→ TASK INPUTS
⁂
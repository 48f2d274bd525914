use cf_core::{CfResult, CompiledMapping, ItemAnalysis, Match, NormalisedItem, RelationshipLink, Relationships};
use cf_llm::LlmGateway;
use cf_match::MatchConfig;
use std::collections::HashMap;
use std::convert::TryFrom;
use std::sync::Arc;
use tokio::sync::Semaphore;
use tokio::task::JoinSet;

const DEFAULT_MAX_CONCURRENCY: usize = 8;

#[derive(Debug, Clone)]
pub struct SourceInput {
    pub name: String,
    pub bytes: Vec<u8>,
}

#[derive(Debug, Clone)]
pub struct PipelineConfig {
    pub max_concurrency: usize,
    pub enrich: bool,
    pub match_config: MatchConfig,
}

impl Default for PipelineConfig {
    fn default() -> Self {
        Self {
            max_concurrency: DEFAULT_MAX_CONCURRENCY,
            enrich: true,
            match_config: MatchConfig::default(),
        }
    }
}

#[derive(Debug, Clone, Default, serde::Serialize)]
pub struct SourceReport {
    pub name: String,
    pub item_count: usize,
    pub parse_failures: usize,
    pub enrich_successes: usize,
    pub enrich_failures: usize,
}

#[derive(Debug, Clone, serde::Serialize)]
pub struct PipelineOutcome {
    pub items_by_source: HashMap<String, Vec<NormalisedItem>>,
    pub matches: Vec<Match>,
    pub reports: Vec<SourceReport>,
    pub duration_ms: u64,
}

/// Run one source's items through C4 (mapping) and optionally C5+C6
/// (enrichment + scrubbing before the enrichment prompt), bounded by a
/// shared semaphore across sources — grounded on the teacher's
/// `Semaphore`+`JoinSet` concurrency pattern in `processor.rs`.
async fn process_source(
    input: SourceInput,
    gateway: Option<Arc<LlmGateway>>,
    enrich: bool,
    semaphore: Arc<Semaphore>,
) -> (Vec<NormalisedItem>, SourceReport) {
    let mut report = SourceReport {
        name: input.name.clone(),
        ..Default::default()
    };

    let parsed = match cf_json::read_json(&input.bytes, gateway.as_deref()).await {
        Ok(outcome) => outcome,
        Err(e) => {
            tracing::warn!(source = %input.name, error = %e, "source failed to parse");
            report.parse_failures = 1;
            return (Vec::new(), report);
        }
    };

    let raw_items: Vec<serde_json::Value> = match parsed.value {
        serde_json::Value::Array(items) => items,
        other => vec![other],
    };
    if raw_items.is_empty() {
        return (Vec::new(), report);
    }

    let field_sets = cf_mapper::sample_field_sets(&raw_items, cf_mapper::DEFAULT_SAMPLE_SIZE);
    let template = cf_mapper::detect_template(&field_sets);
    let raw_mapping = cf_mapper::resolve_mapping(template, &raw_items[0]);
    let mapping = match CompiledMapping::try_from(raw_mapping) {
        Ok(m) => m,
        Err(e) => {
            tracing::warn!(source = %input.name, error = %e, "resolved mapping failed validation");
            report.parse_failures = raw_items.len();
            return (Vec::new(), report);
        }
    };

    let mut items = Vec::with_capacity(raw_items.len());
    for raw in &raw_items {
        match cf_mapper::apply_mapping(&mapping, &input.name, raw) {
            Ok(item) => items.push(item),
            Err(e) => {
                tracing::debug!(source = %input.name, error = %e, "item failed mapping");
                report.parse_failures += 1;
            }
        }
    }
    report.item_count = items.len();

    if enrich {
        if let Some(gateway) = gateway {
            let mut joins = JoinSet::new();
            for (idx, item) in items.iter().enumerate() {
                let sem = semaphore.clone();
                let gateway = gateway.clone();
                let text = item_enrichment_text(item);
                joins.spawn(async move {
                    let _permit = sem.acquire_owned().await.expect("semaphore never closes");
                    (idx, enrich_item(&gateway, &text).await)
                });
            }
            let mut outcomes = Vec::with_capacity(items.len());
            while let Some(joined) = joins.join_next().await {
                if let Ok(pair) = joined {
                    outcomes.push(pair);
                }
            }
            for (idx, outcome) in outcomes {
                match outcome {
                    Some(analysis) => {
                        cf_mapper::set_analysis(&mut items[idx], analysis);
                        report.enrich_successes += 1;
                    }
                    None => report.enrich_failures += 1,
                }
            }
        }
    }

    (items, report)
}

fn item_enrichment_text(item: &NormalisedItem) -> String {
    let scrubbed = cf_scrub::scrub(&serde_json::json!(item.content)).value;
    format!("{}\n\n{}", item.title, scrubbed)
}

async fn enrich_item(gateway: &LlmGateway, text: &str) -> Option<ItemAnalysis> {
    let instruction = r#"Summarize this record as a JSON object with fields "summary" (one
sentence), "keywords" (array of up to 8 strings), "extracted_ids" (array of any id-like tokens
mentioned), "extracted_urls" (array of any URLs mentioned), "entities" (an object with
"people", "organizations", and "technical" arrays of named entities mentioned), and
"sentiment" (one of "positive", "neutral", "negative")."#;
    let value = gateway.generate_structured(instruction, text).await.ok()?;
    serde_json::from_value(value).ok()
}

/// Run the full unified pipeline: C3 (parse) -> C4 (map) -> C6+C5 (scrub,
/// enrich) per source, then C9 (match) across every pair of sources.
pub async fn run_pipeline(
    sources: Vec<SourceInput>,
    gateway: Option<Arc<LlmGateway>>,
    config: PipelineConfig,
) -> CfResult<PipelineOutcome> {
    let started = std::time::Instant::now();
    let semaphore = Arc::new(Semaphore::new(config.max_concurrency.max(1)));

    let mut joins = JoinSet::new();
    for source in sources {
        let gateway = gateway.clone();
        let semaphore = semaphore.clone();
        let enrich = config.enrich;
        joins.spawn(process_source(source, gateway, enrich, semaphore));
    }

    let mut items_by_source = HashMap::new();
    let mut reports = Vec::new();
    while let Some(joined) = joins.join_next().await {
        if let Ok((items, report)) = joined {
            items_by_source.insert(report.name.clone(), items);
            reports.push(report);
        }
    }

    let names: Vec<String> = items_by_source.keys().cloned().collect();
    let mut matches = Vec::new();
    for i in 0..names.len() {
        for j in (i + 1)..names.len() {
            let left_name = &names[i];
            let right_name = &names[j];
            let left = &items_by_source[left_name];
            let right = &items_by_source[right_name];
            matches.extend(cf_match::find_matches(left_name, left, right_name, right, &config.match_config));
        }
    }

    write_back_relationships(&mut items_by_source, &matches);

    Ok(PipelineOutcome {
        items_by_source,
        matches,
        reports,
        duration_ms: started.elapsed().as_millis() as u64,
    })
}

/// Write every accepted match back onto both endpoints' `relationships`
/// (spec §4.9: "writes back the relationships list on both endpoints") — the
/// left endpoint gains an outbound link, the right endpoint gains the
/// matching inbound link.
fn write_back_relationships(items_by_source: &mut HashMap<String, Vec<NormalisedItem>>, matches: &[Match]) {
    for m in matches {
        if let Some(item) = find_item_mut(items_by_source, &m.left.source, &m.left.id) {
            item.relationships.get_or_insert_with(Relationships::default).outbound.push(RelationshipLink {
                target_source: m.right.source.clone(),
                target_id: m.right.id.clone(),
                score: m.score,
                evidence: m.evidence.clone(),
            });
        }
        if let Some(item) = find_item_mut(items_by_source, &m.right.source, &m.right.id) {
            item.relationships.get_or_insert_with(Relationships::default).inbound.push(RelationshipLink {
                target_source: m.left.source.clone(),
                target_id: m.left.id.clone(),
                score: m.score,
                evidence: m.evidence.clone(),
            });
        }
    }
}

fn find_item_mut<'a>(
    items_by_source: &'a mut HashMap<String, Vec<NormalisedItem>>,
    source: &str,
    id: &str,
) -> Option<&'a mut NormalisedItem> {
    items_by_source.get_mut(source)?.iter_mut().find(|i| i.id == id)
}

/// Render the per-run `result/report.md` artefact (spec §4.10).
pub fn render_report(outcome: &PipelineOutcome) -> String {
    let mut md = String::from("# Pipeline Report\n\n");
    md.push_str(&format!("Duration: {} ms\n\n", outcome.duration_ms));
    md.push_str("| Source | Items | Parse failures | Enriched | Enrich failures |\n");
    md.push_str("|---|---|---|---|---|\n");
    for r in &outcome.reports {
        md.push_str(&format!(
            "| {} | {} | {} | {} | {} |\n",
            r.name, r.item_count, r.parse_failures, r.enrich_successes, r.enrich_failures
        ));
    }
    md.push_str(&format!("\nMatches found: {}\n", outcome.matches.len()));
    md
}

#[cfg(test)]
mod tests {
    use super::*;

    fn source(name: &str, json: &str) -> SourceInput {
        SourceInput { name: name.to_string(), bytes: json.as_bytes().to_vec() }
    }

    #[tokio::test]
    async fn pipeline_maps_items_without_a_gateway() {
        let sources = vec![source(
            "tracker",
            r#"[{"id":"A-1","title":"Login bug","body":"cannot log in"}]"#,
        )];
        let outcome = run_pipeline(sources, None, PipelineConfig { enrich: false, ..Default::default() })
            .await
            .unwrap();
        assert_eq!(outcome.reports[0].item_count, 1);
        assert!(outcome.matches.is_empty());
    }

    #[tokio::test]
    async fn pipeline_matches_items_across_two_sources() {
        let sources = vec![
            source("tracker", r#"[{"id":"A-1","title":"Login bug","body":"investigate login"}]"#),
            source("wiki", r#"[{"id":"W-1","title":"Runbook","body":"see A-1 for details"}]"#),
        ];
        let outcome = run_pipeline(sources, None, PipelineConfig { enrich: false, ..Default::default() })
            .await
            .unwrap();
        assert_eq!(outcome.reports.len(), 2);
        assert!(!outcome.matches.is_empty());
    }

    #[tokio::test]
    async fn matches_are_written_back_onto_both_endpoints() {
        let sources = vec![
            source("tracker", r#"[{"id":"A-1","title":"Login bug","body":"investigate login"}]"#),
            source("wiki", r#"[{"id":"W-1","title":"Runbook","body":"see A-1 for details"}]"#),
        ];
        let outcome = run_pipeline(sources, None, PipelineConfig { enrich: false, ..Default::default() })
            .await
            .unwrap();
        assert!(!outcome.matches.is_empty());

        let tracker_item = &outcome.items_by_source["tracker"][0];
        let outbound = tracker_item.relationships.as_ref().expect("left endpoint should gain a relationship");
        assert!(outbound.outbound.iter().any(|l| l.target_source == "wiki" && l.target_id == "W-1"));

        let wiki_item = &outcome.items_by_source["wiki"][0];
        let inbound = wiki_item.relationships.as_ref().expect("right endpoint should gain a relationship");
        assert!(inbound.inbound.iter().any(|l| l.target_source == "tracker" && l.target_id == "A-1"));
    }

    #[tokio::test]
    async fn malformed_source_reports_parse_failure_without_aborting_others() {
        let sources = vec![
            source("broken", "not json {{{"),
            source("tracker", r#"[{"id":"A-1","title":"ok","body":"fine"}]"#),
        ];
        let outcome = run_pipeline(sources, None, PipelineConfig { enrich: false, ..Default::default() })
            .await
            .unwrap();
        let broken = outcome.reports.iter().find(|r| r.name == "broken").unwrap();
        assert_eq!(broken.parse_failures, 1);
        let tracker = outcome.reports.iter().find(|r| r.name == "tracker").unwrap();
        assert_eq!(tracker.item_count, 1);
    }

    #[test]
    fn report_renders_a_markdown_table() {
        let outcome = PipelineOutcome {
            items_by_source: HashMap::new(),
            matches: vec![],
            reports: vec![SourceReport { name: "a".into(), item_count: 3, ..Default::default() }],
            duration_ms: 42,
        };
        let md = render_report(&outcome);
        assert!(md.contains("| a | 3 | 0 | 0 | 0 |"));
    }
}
⁂
→ EXERCISE PROMPT
Scan the records above for the string "names", then select every line that holds it.

→ TASK RESPONSE
    let names: Vec<String> = items_by_source.keys().cloned().collect();
    for i in 0..names.len() {
        for j in (i + 1)..names.len() {
            let left_name = &names[i];
            let right_name = &names[j];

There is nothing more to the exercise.